2. Kathryn - 10 February 2006

Hmmn. Convoluted havering begins here.
The trouble is that there is probably no-one whom the man trusts to talk him through all this…to face the fact that 2 months longer may not be worth all he is investing in it (emotionally…if not financially). If he believes his life is being undervalued by the NHS, a fight is understandable…If he is terrified of death, that is so sad, but not uncommon. If he has a particular goal in view, 6 weeks down the line, who knows? I’m more than a little perplexed by all this…Have a look, if you’ve time, at http://www.moreena.blogspot.com. “Falling Down is also a gift”.

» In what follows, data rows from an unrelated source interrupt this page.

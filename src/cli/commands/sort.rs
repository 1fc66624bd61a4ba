//! Sort command implementation.

use crate::error::Result;
use crate::ui::UserInterface;

use super::context::CommandContext;
use super::dispatcher::{Command, CommandResult};

/// Rewrites the requirements file sorted by name.
pub struct SortCommand<'a> {
    context: &'a CommandContext,
}

impl<'a> SortCommand<'a> {
    pub fn new(context: &'a CommandContext) -> Self {
        Self { context }
    }
}

impl Command for SortCommand<'_> {
    fn execute(&self, ui: &mut dyn UserInterface) -> Result<CommandResult> {
        let path = self.context.file();
        self.context.load_requirements()?.write(path)?;
        ui.success(&format!("Sorted requirements file: {}", path.display()));
        Ok(CommandResult::success())
    }
}

#[cfg(test)]
mod tests {
    use super::*;
    use crate::ui::MockUI;
    use std::fs;
    use tempfile::TempDir;

    #[test]
    fn sorts_and_drops_comments() {
        let temp = TempDir::new().unwrap();
        let path = temp.path().join("requirements.txt");
        fs::write(&path, "six\n\n# web\nflask>=2\ndocopt\n").unwrap();

        let ctx = CommandContext::new(&path);
        let mut ui = MockUI::new();
        let result = SortCommand::new(&ctx).execute(&mut ui).unwrap();

        assert!(result.success);
        assert!(ui.has_success("Sorted requirements file"));
        assert_eq!(
            fs::read_to_string(&path).unwrap(),
            "docopt\nflask >= 2\nsix\n"
        );
    }

    #[test]
    fn parse_error_leaves_file_alone() {
        let temp = TempDir::new().unwrap();
        let path = temp.path().join("requirements.txt");
        fs::write(&path, "six\nnot a requirement\n").unwrap();

        let ctx = CommandContext::new(&path);
        let mut ui = MockUI::new();
        assert!(SortCommand::new(&ctx).execute(&mut ui).is_err());
        assert_eq!(
            fs::read_to_string(&path).unwrap(),
            "six\nnot a requirement\n"
        );
    }
}
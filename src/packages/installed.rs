//! Installed package snapshot.
//!
//! The snapshot is taken once per run from a [`PackageSource`] and then only
//! read. Lookups are by lowercased name.

use std::collections::HashMap;
use std::path::{Path, PathBuf};
use std::process::Command;

use serde::Deserialize;
use tracing::debug;

use crate::error::{ReqzError, Result};
use crate::requirements::Version;

/// A package present in the local environment.
#[derive(Debug, Clone)]
pub struct InstalledPackage {
    /// Project name as reported by the package manager.
    pub name: String,
    /// Installed version.
    pub version: Version,
    /// Directory the package is installed into.
    pub location: PathBuf,
}

impl InstalledPackage {
    pub fn new(name: &str, version: &str, location: impl Into<PathBuf>) -> Self {
        Self {
            name: name.to_string(),
            version: Version::parse(version),
            location: location.into(),
        }
    }

    /// Location for display; empty when pip did not report one.
    pub fn location(&self) -> &Path {
        &self.location
    }
}

/// Something that can list installed packages.
pub trait PackageSource {
    /// List installed packages. With `local_only`, packages visible from a
    /// virtualenv's global site-packages are left out.
    fn list_installed(&self, local_only: bool) -> Result<Vec<InstalledPackage>>;
}

/// Immutable view of the installed packages for one run.
#[derive(Debug, Clone, Default)]
pub struct InstalledPackages {
    packages: HashMap<String, InstalledPackage>,
}

impl InstalledPackages {
    /// Query `source` once and build the snapshot.
    pub fn load(source: &dyn PackageSource, local_only: bool) -> Result<Self> {
        debug!("Loading package list...");
        let snapshot: Self = source.list_installed(local_only)?.into_iter().collect();
        debug!("Packages loaded: {}", snapshot.len());
        Ok(snapshot)
    }

    /// Look up a package, ignoring case.
    pub fn get(&self, name: &str) -> Option<&InstalledPackage> {
        self.packages.get(&name.to_lowercase())
    }

    pub fn len(&self) -> usize {
        self.packages.len()
    }

    pub fn is_empty(&self) -> bool {
        self.packages.is_empty()
    }

    /// Packages ordered by lowercased name.
    pub fn sorted_by_name(&self) -> Vec<&InstalledPackage> {
        let mut keys: Vec<&String> = self.packages.keys().collect();
        keys.sort();
        keys.into_iter().map(|k| &self.packages[k]).collect()
    }

    /// Packages ordered by location, then by name.
    pub fn sorted_by_location(&self) -> Vec<&InstalledPackage> {
        let mut packages = self.sorted_by_name();
        packages.sort_by(|a, b| a.location.cmp(&b.location));
        packages
    }
}

impl FromIterator<InstalledPackage> for InstalledPackages {
    fn from_iter<T: IntoIterator<Item = InstalledPackage>>(iter: T) -> Self {
        Self {
            packages: iter
                .into_iter()
                .map(|p| (p.name.to_lowercase(), p))
                .collect(),
        }
    }
}

/// Lists packages by asking pip.
#[derive(Debug, Clone)]
pub struct PipSource {
    python: String,
}

/// One entry of `pip list --format=json --verbose`.
#[derive(Debug, Deserialize)]
struct PipListEntry {
    name: String,
    version: String,
    #[serde(default)]
    location: Option<PathBuf>,
}

impl PipSource {
    /// Use `python` (an executable name or path) to run `-m pip`.
    pub fn new(python: impl Into<String>) -> Self {
        Self {
            python: python.into(),
        }
    }

    pub fn python(&self) -> &str {
        &self.python
    }

    fn args(local_only: bool) -> Vec<&'static str> {
        let mut args = vec![
            "-m",
            "pip",
            "list",
            "--format=json",
            "--verbose",
            "--disable-pip-version-check",
        ];
        if local_only {
            args.push("--local");
        }
        args
    }
}

impl Default for PipSource {
    fn default() -> Self {
        Self::new("python3")
    }
}

impl PackageSource for PipSource {
    fn list_installed(&self, local_only: bool) -> Result<Vec<InstalledPackage>> {
        let args = Self::args(local_only);
        debug!("Running {} {}", self.python, args.join(" "));
        let output = Command::new(&self.python)
            .args(&args)
            .output()
            .map_err(|e| ReqzError::PackageQuery {
                message: format!("failed to run {}: {}", self.python, e),
            })?;

        if !output.status.success() {
            return Err(ReqzError::PackageQuery {
                message: format!(
                    "{} exited with {}: {}",
                    self.python,
                    output.status,
                    String::from_utf8_lossy(&output.stderr).trim()
                ),
            });
        }

        parse_pip_list(&String::from_utf8_lossy(&output.stdout))
    }
}

/// Parse `pip list --format=json` output.
pub fn parse_pip_list(json: &str) -> Result<Vec<InstalledPackage>> {
    let entries: Vec<PipListEntry> =
        serde_json::from_str(json).map_err(|e| ReqzError::PackageQuery {
            message: format!("unreadable pip output: {}", e),
        })?;
    Ok(entries
        .into_iter()
        .map(|entry| InstalledPackage {
            version: Version::parse(&entry.version),
            location: entry.location.unwrap_or_default(),
            name: entry.name,
        })
        .collect())
}

#[cfg(test)]
mod tests {
    use super::*;

    struct FixedSource(Vec<InstalledPackage>);

    impl PackageSource for FixedSource {
        fn list_installed(&self, local_only: bool) -> Result<Vec<InstalledPackage>> {
            if local_only {
                Ok(self.0.iter().take(1).cloned().collect())
            } else {
                Ok(self.0.clone())
            }
        }
    }

    fn source() -> FixedSource {
        FixedSource(vec![
            InstalledPackage::new("Docopt", "0.6.2", "/venv/site-packages"),
            InstalledPackage::new("six", "1.16.0", "/usr/lib/python3/dist-packages"),
            InstalledPackage::new("attrs", "23.1.0", "/venv/site-packages"),
        ])
    }

    #[test]
    fn lookup_ignores_case() {
        let snapshot = InstalledPackages::load(&source(), false).unwrap();
        assert_eq!(snapshot.len(), 3);
        assert_eq!(snapshot.get("docopt").unwrap().name, "Docopt");
        assert_eq!(snapshot.get("DOCOPT").unwrap().version.as_str(), "0.6.2");
        assert!(snapshot.get("missing").is_none());
    }

    #[test]
    fn local_only_is_passed_to_source() {
        let snapshot = InstalledPackages::load(&source(), true).unwrap();
        assert_eq!(snapshot.len(), 1);
    }

    #[test]
    fn sorted_by_name() {
        let snapshot = InstalledPackages::load(&source(), false).unwrap();
        let names: Vec<&str> = snapshot
            .sorted_by_name()
            .iter()
            .map(|p| p.name.as_str())
            .collect();
        assert_eq!(names, vec!["attrs", "Docopt", "six"]);
    }

    #[test]
    fn sorted_by_location_keeps_name_order() {
        let snapshot = InstalledPackages::load(&source(), false).unwrap();
        let names: Vec<&str> = snapshot
            .sorted_by_location()
            .iter()
            .map(|p| p.name.as_str())
            .collect();
        assert_eq!(names, vec!["six", "attrs", "Docopt"]);
    }

    #[test]
    fn parses_pip_json() {
        let json = r#"[
            {"name": "docopt", "version": "0.6.2", "location": "/venv/lib", "installer": "pip"},
            {"name": "six", "version": "1.16.0"}
        ]"#;
        let packages = parse_pip_list(json).unwrap();
        assert_eq!(packages.len(), 2);
        assert_eq!(packages[0].location(), Path::new("/venv/lib"));
        assert_eq!(packages[1].location(), Path::new(""));
        assert_eq!(packages[1].version.release(), &[1, 16]);
    }

    #[test]
    fn bad_pip_json_is_package_query_error() {
        let err = parse_pip_list("not json").unwrap_err();
        assert!(matches!(err, ReqzError::PackageQuery { .. }));
    }

    #[test]
    fn pip_args_include_local_flag() {
        assert!(PipSource::args(true).contains(&"--local"));
        assert!(!PipSource::args(false).contains(&"--local"));
        assert_eq!(PipSource::default().python(), "python3");
    }

    #[test]
    fn missing_interpreter_is_package_query_error() {
        let source = PipSource::new("definitely-not-a-python-binary-xyz");
        let err = source.list_installed(false).unwrap_err();
        assert!(matches!(err, ReqzError::PackageQuery { .. }));
    }
}
//! Error types for reqz operations.
//!
//! This module defines [`ReqzError`], the primary error type used throughout
//! the crate, and a [`Result`] type alias for convenience.
//!
//! # Error Handling Strategy
//!
//! - Per-entry failures (`Parse`, `DuplicateConflict`, `InvalidPattern`,
//!   `Registry`) are recoverable and only abort the operation that raised them
//! - Anything touching the requirements file itself (`FileNotFound`,
//!   `PermissionDenied`, `BackupFailed`, `WriteFailed`) is fatal
//! - Use `anyhow::Error` (via `ReqzError::Other`) for unexpected errors

use std::io;
use std::path::{Path, PathBuf};
use thiserror::Error;

use crate::registry::RegistryError;

/// A requirement line that could not be parsed.
#[derive(Debug, Clone, PartialEq, Eq, Error)]
#[error("Invalid requirement spec: {line} ({reason})")]
pub struct ParseError {
    /// The offending line, as given.
    pub line: String,
    /// Why the line was rejected.
    pub reason: String,
}

impl ParseError {
    pub(crate) fn new(line: &str, reason: impl Into<String>) -> Self {
        Self {
            line: line.to_string(),
            reason: reason.into(),
        }
    }
}

/// Core error type for reqz operations.
#[derive(Debug, Error)]
pub enum ReqzError {
    /// A requirement line is malformed.
    #[error(transparent)]
    Parse(#[from] ParseError),

    /// A malformed line inside a requirements file.
    #[error("{path}:{line_number}: {source}")]
    ParseInFile {
        path: PathBuf,
        line_number: usize,
        source: ParseError,
    },

    /// The requirement is already present with identical specs.
    #[error("Already a requirement: {requirement}")]
    DuplicateConflict { requirement: String },

    /// Search pattern is not a valid regular expression.
    #[error("Invalid regex pattern: {pattern}\n{source}")]
    InvalidPattern {
        pattern: String,
        source: regex::Error,
    },

    /// Requirements file does not exist.
    #[error("Requirements file not found: {path}")]
    FileNotFound { path: PathBuf },

    /// Requirements file cannot be read or written with current permissions.
    #[error("Invalid permissions for file: {path}")]
    PermissionDenied { path: PathBuf },

    /// Any other failure reading or creating a file.
    #[error("{action}: {path}\n{source}")]
    FileAccess {
        action: String,
        path: PathBuf,
        source: io::Error,
    },

    /// Copying the target to its backup failed; the target was not touched.
    #[error("Failed to backup: {path}\n{source}")]
    BackupFailed { path: PathBuf, source: io::Error },

    /// Writing the target failed after the backup was taken.
    #[error("Failed to write file: {path}\n{source}{}", backup_hint(.backup))]
    WriteFailed {
        path: PathBuf,
        backup: Option<PathBuf>,
        source: io::Error,
    },

    /// The installed-package query failed.
    #[error("Unable to retrieve packages with pip: {message}")]
    PackageQuery { message: String },

    /// A registry lookup failed.
    #[error(transparent)]
    Registry(#[from] RegistryError),

    /// IO error wrapper.
    #[error("IO error: {0}")]
    Io(#[from] io::Error),

    /// Generic wrapped error for anyhow interop.
    #[error(transparent)]
    Other(#[from] anyhow::Error),
}

fn backup_hint(backup: &Option<PathBuf>) -> String {
    match backup {
        Some(path) => format!("\nA backup file was saved: {}", path.display()),
        None => "\nNo backup was saved!".to_string(),
    }
}

impl ReqzError {
    /// Classify an IO error raised while working on `path`.
    pub fn from_file_error(err: io::Error, path: &Path, action: &str) -> Self {
        match err.kind() {
            io::ErrorKind::NotFound => Self::FileNotFound {
                path: path.to_path_buf(),
            },
            io::ErrorKind::PermissionDenied => Self::PermissionDenied {
                path: path.to_path_buf(),
            },
            _ => Self::FileAccess {
                action: action.to_string(),
                path: path.to_path_buf(),
                source: err,
            },
        }
    }
}

/// Result type alias for reqz operations.
pub type Result<T> = std::result::Result<T, ReqzError>;

#[cfg(test)]
mod tests {
    use super::*;

    #[test]
    fn parse_error_displays_line() {
        let err = ParseError::new("docopt ~= 1.0", "unknown operator");
        let msg = err.to_string();
        assert!(msg.contains("docopt ~= 1.0"));
        assert!(msg.contains("unknown operator"));
    }

    #[test]
    fn parse_in_file_displays_location() {
        let err = ReqzError::ParseInFile {
            path: PathBuf::from("requirements.txt"),
            line_number: 3,
            source: ParseError::new("???", "no package name"),
        };
        assert!(err.to_string().starts_with("requirements.txt:3:"));
    }

    #[test]
    fn duplicate_conflict_displays_requirement() {
        let err = ReqzError::DuplicateConflict {
            requirement: "six >= 1.0".into(),
        };
        assert_eq!(err.to_string(), "Already a requirement: six >= 1.0");
    }

    #[test]
    fn not_found_maps_to_file_not_found() {
        let io_err = io::Error::new(io::ErrorKind::NotFound, "missing");
        let err = ReqzError::from_file_error(io_err, Path::new("reqs.txt"), "Failed to read");
        assert!(matches!(err, ReqzError::FileNotFound { .. }));
        assert_eq!(err.to_string(), "Requirements file not found: reqs.txt");
    }

    #[test]
    fn permission_maps_to_permission_denied() {
        let io_err = io::Error::new(io::ErrorKind::PermissionDenied, "nope");
        let err = ReqzError::from_file_error(io_err, Path::new("reqs.txt"), "Failed to read");
        assert!(matches!(err, ReqzError::PermissionDenied { .. }));
    }

    #[test]
    fn other_io_maps_to_file_access_with_action() {
        let io_err = io::Error::other("disk on fire");
        let err = ReqzError::from_file_error(io_err, Path::new("reqs.txt"), "Failed to read");
        let msg = err.to_string();
        assert!(msg.starts_with("Failed to read: reqs.txt"));
        assert!(msg.contains("disk on fire"));
    }

    #[test]
    fn write_failed_reports_backup_path() {
        let err = ReqzError::WriteFailed {
            path: PathBuf::from("reqs.txt"),
            backup: Some(PathBuf::from("reqs.txt.bak")),
            source: io::Error::other("short write"),
        };
        assert!(err.to_string().contains("A backup file was saved: reqs.txt.bak"));
    }

    #[test]
    fn write_failed_without_backup_says_so() {
        let err = ReqzError::WriteFailed {
            path: PathBuf::from("reqs.txt"),
            backup: None,
            source: io::Error::other("short write"),
        };
        assert!(err.to_string().contains("No backup was saved!"));
    }

    #[test]
    fn parse_error_converts_with_question_mark() {
        fn load() -> Result<()> {
            Err(ParseError::new("docopt ~= 1.0", "unknown operator"))?
        }
        let err = load().unwrap_err();
        assert!(matches!(err, ReqzError::Parse(_)));
        assert!(err.to_string().contains("docopt ~= 1.0"));
    }
}
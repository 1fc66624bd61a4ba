//! Non-interactive UI for pipes and scripts.

use tracing::debug;

use crate::error::Result;

use super::{Prompt, UserInterface};

/// UI implementation for non-interactive mode.
///
/// Output is plain text. Every confirmation is declined, so nothing is
/// created on the user's behalf without a terminal to ask on.
#[derive(Debug, Default)]
pub struct NonInteractiveUI;

impl NonInteractiveUI {
    /// Create a new non-interactive UI.
    pub fn new() -> Self {
        Self
    }
}

impl UserInterface for NonInteractiveUI {
    fn message(&mut self, msg: &str) {
        println!("{}", msg);
    }

    fn success(&mut self, msg: &str) {
        println!("{}", msg);
    }

    fn warning(&mut self, msg: &str) {
        eprintln!("{}", msg);
    }

    fn error(&mut self, msg: &str) {
        eprintln!("{}", msg);
    }

    fn confirm(&mut self, prompt: &Prompt) -> Result<bool> {
        debug!("Declining prompt '{}' (non-interactive)", prompt.key);
        Ok(false)
    }

    fn is_interactive(&self) -> bool {
        false
    }
}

In Chicago, a little girl called Annika has had 2 liver transplants, and may need a 3rd. Her life has been on the line for so long now…and her parents’ health insurance may just have run out. Having shared vicariously in her families struggles for months now, I couldn’t make a decision in this case…though Moreena, her mum, began to wonder if she might have to. I guess all we can do is pray.For wisdom and healing,where it is most needed, and that there may be the right people beside each person who walks through the shadows, so that they may find the way to be one that leads directly home.